Heavy rainfall and flooding have impacted swathes of eastern Africa since July and intensified in October, affecting at least 2.5 million people and causing displacement and loss of property, crops and livestock.
In South Sudan, flooding has devastated large areas of the country since July, affecting an estimated 900,000 people. Of that figure, 420,000 people need urgent humanitarian assistance.
In Ethiopia, an estimated 570,000 people have been affected, including more than 202,000 people displaced, the majority in the Somali region.
In Sudan, about 346,300 people were affected by flooding in July and August, and rains and stagnant water have caused disease outbreaks, including cholera, dengue fever, Rift Valley fever and chikungunya.
In Somalia, the Juba and Shabelle rivers have overflowed, temporarily displacing more than 370,000 people.
In Kenya, riverine and flash floods, mudslides and landslides have affected more than 100,000 people, with Wajir County among those hardest-hit.
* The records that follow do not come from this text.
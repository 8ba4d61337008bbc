use chrono::Duration;

/// The configuration of the hub
#[derive(Debug, Clone)]
pub struct HubConfig {
    /// How many live sessions a single user may hold at once
    pub max_sessions_per_user: usize,
    /// How long after sending a message it can still be recalled, in seconds
    pub recall_window_in_seconds: i64,
    /// How long a file transfer offer stays open before it expires, in seconds
    pub offer_timeout_in_seconds: i64,
    /// How long a screen session may sit without activity before it is ended, in seconds
    pub idle_screen_timeout_in_seconds: i64,
    /// How often the background sweeper runs, in seconds
    pub sweep_interval_in_seconds: u64,
    /// The length of generated screen session access codes
    pub access_code_length: usize,
    /// How many times a durable store write is attempted before giving up
    pub store_retry_attempts: u32,
}

impl HubConfig {
    /// The window in which a sender can recall a message
    pub fn recall_window(&self) -> Duration {
        Duration::seconds(self.recall_window_in_seconds)
    }

    /// The time an unresolved file offer is allowed to live
    pub fn offer_timeout(&self) -> Duration {
        Duration::seconds(self.offer_timeout_in_seconds)
    }

    /// The time an inactive screen session is allowed to live
    pub fn idle_screen_timeout(&self) -> Duration {
        Duration::seconds(self.idle_screen_timeout_in_seconds)
    }
}

impl Default for HubConfig {
    fn default() -> Self {
        Self {
            // Enough for a handful of open tabs, low enough to stop runaway clients
            max_sessions_per_user: 8,
            // Two minutes matches what users expect from recall in other chat apps
            recall_window_in_seconds: 120,
            // Five minutes to accept or reject a file before it lapses
            offer_timeout_in_seconds: 300,
            // Screen sessions without any traffic are reaped after ten minutes
            idle_screen_timeout_in_seconds: 600,
            sweep_interval_in_seconds: 30,
            // Six characters is enough to avoid collisions among active sessions
            access_code_length: 6,
            store_retry_attempts: 3,
        }
    }
}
Uganda has also been affected, while in Tanzania the death toll from floods has reportedly risen to more than 40 people.
Higher-than-usual rainfall is expected to continue in the region throughout November and December, with risk of more floods. In many countries, the floods have compounded other drivers of humanitarian need including recurrent drought, violence and conflict, leaving people’s lives and livelihoods upended.